• Chinese researchers discovered a variant of Mirai with an offensive name
  • It targets industrial routers and smart home devices with zero-day flaws, misconfigurations, and poor passwords
  • Some 15,000 active IP addresses were found

A new malicious botnet was recently observed, spreading through zero-day vulnerabilities and assimilating industrial routers and smart home devices.

Cybersecurity researchers from the Chinese outfit Qi’anxin XLab claim the botnet is based on Mirai, an infamous piece of malware that’s known to be behind some of the biggest and most devastating Distributed Denial of Service (DDoS) attacks.

However, the new versions differ greatly from the original Mirai, as they abuse more than 20 vulnerabilities, and target weak Telnet passwords, as means of distribution and spreading. Some of the vulnerabilities have never been seen before, and don’t have CVEs assigned just yet. Among them are bugs in Neterbit routers, and Vimar smart home devices.

Intense attacks

The researchers also observed CVE-2024-12856 being used to infect devices.

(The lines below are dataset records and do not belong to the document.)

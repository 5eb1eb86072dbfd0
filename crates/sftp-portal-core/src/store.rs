// SPDX-License-Identifier: AGPL-3.0
// SFTP Portal Core - Transfer task store
//
// Pure state container for transfer tasks. No network or timer logic;
// frontends render from snapshots and subscribe for change notices.

use crate::task::{TaskEntry, TransferStatus, TransferTask};
use std::sync::RwLock;
use tokio::sync::broadcast;

/// Capacity of the change feed. Slow subscribers see `Lagged` and should
/// re-read the full list.
const EVENT_CAPACITY: usize = 256;

/// Change notice published after every mutation
#[derive(Debug, Clone, PartialEq, Eq)]
pub enum StoreEvent {
    Created(String),
    Updated(String),
    Removed(String),
    Cleared,
}

/// In-memory collection of transfer tasks, most recent first
pub struct TransferStore {
    entries: RwLock<Vec<TaskEntry>>,
    events: broadcast::Sender<StoreEvent>,
}

impl TransferStore {
    pub fn new() -> Self {
        let (events, _) = broadcast::channel(EVENT_CAPACITY);
        Self {
            entries: RwLock::new(Vec::new()),
            events,
        }
    }

    /// Subscribe to change notices
    pub fn subscribe(&self) -> broadcast::Receiver<StoreEvent> {
        self.events.subscribe()
    }

    fn publish(&self, event: StoreEvent) {
        // No subscribers is fine
        let _ = self.events.send(event);
    }

    /// Add a task at the top of the list
    pub fn create(&self, task: TransferTask) -> String {
        self.insert(TaskEntry::new(task))
    }

    /// Add a prepared entry, e.g. one whose first attempt is already begun
    pub fn insert(&self, entry: TaskEntry) -> String {
        let id = entry.id().to_string();
        {
            let mut entries = self.entries.write().unwrap_or_else(|e| e.into_inner());
            entries.insert(0, entry);
        }
        self.publish(StoreEvent::Created(id.clone()));
        id
    }

    /// Apply `patch` to the task with `id` under a single write lock.
    /// Returns `None` if there is no such task. `Updated` is published only
    /// when the patch changed what snapshots show.
    pub fn update<R>(&self, id: &str, patch: impl FnOnce(&mut TaskEntry) -> R) -> Option<R> {
        let (result, changed) = {
            let mut entries = self.entries.write().unwrap_or_else(|e| e.into_inner());
            let entry = entries.iter_mut().find(|e| e.id() == id)?;
            let before = entry.snapshot();
            let result = patch(entry);
            (result, entry.snapshot() != before)
        };
        if changed {
            self.publish(StoreEvent::Updated(id.to_string()));
        }
        Some(result)
    }

    /// Inspect the task with `id` without modifying it
    pub fn read<R>(&self, id: &str, inspect: impl FnOnce(&TaskEntry) -> R) -> Option<R> {
        let entries = self.entries.read().unwrap_or_else(|e| e.into_inner());
        entries.iter().find(|e| e.id() == id).map(inspect)
    }

    /// Remove a task; absent ids are ignored
    pub fn remove(&self, id: &str) -> Option<TaskEntry> {
        let removed = {
            let mut entries = self.entries.write().unwrap_or_else(|e| e.into_inner());
            let index = entries.iter().position(|e| e.id() == id)?;
            entries.remove(index)
        };
        self.publish(StoreEvent::Removed(id.to_string()));
        Some(removed)
    }

    /// Remove every task, handing them back to the caller
    pub fn clear(&self) -> Vec<TaskEntry> {
        let drained = {
            let mut entries = self.entries.write().unwrap_or_else(|e| e.into_inner());
            std::mem::take(&mut *entries)
        };
        self.publish(StoreEvent::Cleared);
        drained
    }

    pub fn get(&self, id: &str) -> Option<TransferTask> {
        self.entries
            .read()
            .unwrap_or_else(|e| e.into_inner())
            .iter()
            .find(|e| e.id() == id)
            .map(TaskEntry::snapshot)
    }

    /// Snapshot of all tasks
    pub fn list(&self) -> Vec<TransferTask> {
        self.entries
            .read()
            .unwrap_or_else(|e| e.into_inner())
            .iter()
            .map(TaskEntry::snapshot)
            .collect()
    }

    pub fn len(&self) -> usize {
        self.entries.read().unwrap_or_else(|e| e.into_inner()).len()
    }

    pub fn is_empty(&self) -> bool {
        self.len() == 0
    }

    /// Number of tasks currently downloading
    pub fn active_count(&self) -> usize {
        self.entries
            .read()
            .unwrap_or_else(|e| e.into_inner())
            .iter()
            .filter(|e| e.status() == TransferStatus::Downloading)
            .count()
    }
}

impl Default for TransferStore {
    fn default() -> Self {
        Self::new()
    }
}
// SPDX-License-Identifier: AGPL-3.0
// SFTP Portal Core - Settings persistence
//
// Settings are stored in a local JSON file. Transfer state is never written
// here; it lives only as long as the process.

use crate::types::{AppError, ClientSettings};
use std::fs;
use std::path::{Path, PathBuf};
use std::sync::RwLock;

/// In-memory cache of settings, persisted to disk on changes
pub struct SettingsStore {
    settings: RwLock<ClientSettings>,
    file_path: PathBuf,
}

impl SettingsStore {
    /// Create a settings store in the user's config directory
    pub fn new() -> Result<Self, AppError> {
        Self::open(Self::get_settings_path()?)
    }

    /// Open a settings file, writing defaults to it when it does not exist yet
    pub fn open(file_path: impl Into<PathBuf>) -> Result<Self, AppError> {
        let file_path = file_path.into();
        let existing = file_path.exists();
        tracing::debug!("Using settings at {:?} (exists: {})", file_path, existing);

        let settings = if existing {
            load(&file_path)?
        } else {
            ClientSettings::default()
        };
        let store = Self {
            settings: RwLock::new(settings),
            file_path,
        };
        if !existing {
            store.persist()?;
        }
        Ok(store)
    }

    fn get_settings_path() -> Result<PathBuf, AppError> {
        let config_dir = directories::ProjectDirs::from("org", "sftp-portal", "sftp-portal")
            .ok_or_else(|| AppError::FileIo("Could not determine config directory".to_string()))?
            .config_dir()
            .to_path_buf();

        Ok(config_dir.join("settings.json"))
    }

    /// Write the cached settings to the settings file
    fn persist(&self) -> Result<(), AppError> {
        let json = {
            let settings = self.settings.read().unwrap_or_else(|e| e.into_inner());
            serde_json::to_vec_pretty(&*settings)
                .map_err(|e| AppError::Serialization(format!("Cannot encode settings: {}", e)))?
        };

        if let Some(dir) = self.file_path.parent() {
            fs::create_dir_all(dir)
                .map_err(|e| AppError::FileIo(format!("Cannot create {:?}: {}", dir, e)))?;
        }
        fs::write(&self.file_path, json)
            .map_err(|e| AppError::FileIo(format!("Cannot write {:?}: {}", self.file_path, e)))
    }

    pub fn path(&self) -> &Path {
        &self.file_path
    }

    /// Get current settings
    pub fn get(&self) -> ClientSettings {
        self.settings
            .read()
            .unwrap_or_else(|e| e.into_inner())
            .clone()
    }

    /// Replace settings and persist to disk
    pub fn update(&self, new_settings: ClientSettings) -> Result<(), AppError> {
        if new_settings.api_base_url.trim().is_empty() {
            return Err(AppError::InvalidConfig(
                "API base URL must not be empty".to_string(),
            ));
        }

        {
            let mut settings = self.settings.write().unwrap_or_else(|e| e.into_inner());
            *settings = new_settings;
        }

        let result = self.persist();
        if let Err(e) = &result {
            tracing::error!("Failed to persist settings: {}", e);
        }
        result
    }
}

/// Read a settings file; unparseable content yields the defaults
fn load(path: &Path) -> Result<ClientSettings, AppError> {
    let raw = fs::read(path)
        .map_err(|e| AppError::FileIo(format!("Cannot read {:?}: {}", path, e)))?;

    match serde_json::from_slice(&raw) {
        Ok(settings) => Ok(settings),
        Err(e) => {
            tracing::warn!("Ignoring malformed settings in {:?}: {}", path, e);
            Ok(ClientSettings::default())
        }
    }
}
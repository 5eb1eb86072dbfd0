// SPDX-License-Identifier: AGPL-3.0
// SFTP Portal Core - Selection model for batch actions

use crate::types::FileEntry;

/// Remote paths of the files marked for a batch action, in the order they
/// were picked. Directories are never members.
#[derive(Debug, Clone, Default, PartialEq, Eq)]
pub struct SelectionSet {
    paths: Vec<String>,
}

/// Case-insensitive substring match used by the search box
pub fn matches_search(entry: &FileEntry, search: &str) -> bool {
    entry.name.to_lowercase().contains(&search.to_lowercase())
}

impl SelectionSet {
    pub fn new() -> Self {
        Self::default()
    }

    /// Flip membership of a file. Returns whether it is now selected;
    /// directories are refused and always yield false.
    pub fn toggle(&mut self, entry: &FileEntry) -> bool {
        if entry.is_directory {
            return false;
        }
        if let Some(index) = self.paths.iter().position(|p| *p == entry.path) {
            self.paths.remove(index);
            false
        } else {
            self.paths.push(entry.path.clone());
            true
        }
    }

    /// Replace the selection with every listed file
    pub fn select_all(&mut self, entries: &[FileEntry]) {
        self.paths = entries
            .iter()
            .filter(|e| !e.is_directory)
            .map(|e| e.path.clone())
            .collect();
    }

    /// Replace the selection with the listed files matching `search`
    pub fn select_visible(&mut self, entries: &[FileEntry], search: &str) {
        self.paths = entries
            .iter()
            .filter(|e| matches_search(e, search))
            .filter(|e| !e.is_directory)
            .map(|e| e.path.clone())
            .collect();
    }

    pub fn clear(&mut self) {
        self.paths.clear();
    }

    pub fn contains(&self, path: &str) -> bool {
        self.paths.iter().any(|p| p == path)
    }

    pub fn len(&self) -> usize {
        self.paths.len()
    }

    pub fn is_empty(&self) -> bool {
        self.paths.is_empty()
    }

    pub fn paths(&self) -> &[String] {
        &self.paths
    }
}

#[cfg(test)]
mod tests {
    use super::*;

    fn file(name: &str) -> FileEntry {
        FileEntry {
            name: name.to_string(),
            size: 1,
            is_directory: false,
            path: format!("/data/{}", name),
            modify_time: 0,
            kind: "-".to_string(),
        }
    }

    fn dir(name: &str) -> FileEntry {
        FileEntry {
            is_directory: true,
            kind: "d".to_string(),
            ..file(name)
        }
    }

    #[test]
    fn test_select_visible_skips_directories() {
        let entries = vec![file("a.bam"), file("b.txt"), dir("bams")];
        let mut selection = SelectionSet::new();

        selection.select_visible(&entries, "bam");
        assert_eq!(selection.paths(), ["/data/a.bam".to_string()]);
    }

    #[test]
    fn test_select_visible_is_case_insensitive() {
        let entries = vec![file("Sample.BAM"), file("notes.txt")];
        let mut selection = SelectionSet::new();

        selection.select_visible(&entries, "bam");
        assert!(selection.contains("/data/Sample.BAM"));
        assert_eq!(selection.len(), 1);
    }

    #[test]
    fn test_select_all_files_only() {
        let entries = vec![dir("runs"), file("a.vcf"), file("b.vcf")];
        let mut selection = SelectionSet::new();
        selection.toggle(&entries[1]);

        selection.select_all(&entries);
        assert_eq!(selection.len(), 2);
        assert!(!selection.contains("/data/runs"));
    }

    #[test]
    fn test_toggle() {
        let mut selection = SelectionSet::new();
        let a = file("a.bed");

        assert!(selection.toggle(&a));
        assert!(selection.contains(&a.path));
        assert!(!selection.toggle(&a));
        assert!(selection.is_empty());

        assert!(!selection.toggle(&dir("runs")));
        assert!(selection.is_empty());
    }

    #[test]
    fn test_clear() {
        let mut selection = SelectionSet::new();
        selection.select_all(&[file("a"), file("b")]);
        selection.clear();
        assert!(selection.is_empty());
    }
}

This is a high-severity (7.2/10) command injection vulnerability found in Four-Faith industrial routers.

The botnet is called “gayfemboy” and apparently counts roughly 15,000 active IP addresses located in the US, Turkey, Iran, China, and Russia. The botnet mostly targets these devices, so if you’re running any of them, be on the lookout for indicators of compromise.

ASUS routers, Huawei routers, Neterbit routers, LB-Link routers, Four-Faith Industrial Routers, PZT cameras, Kguard DVR, Lilin DVR, Generic DVRs, Vimar smart home devices, and other different 5G/LTE devices with misconfigurations or weak credentials.

Whoever is behind this botnet is not wasting their time, either. Since February last year, it’s been running different DDoS attacks, with peak performance being recorded in October and November 2024. The targets are mostly located in China, the US, UK, Germany, and Singapore.

The attacks usually last between 10 and 30 seconds and are quite intense, exceeding 100Gbps in traffic, which can disrupt even the most robust infrastructures.

“The targets of attacks are all over the world and distributed in various industries,” the researchers said. “The main targets of attacks are distributed in China, the United States, Germany, the United Kingdom, and Singapore,” they concluded.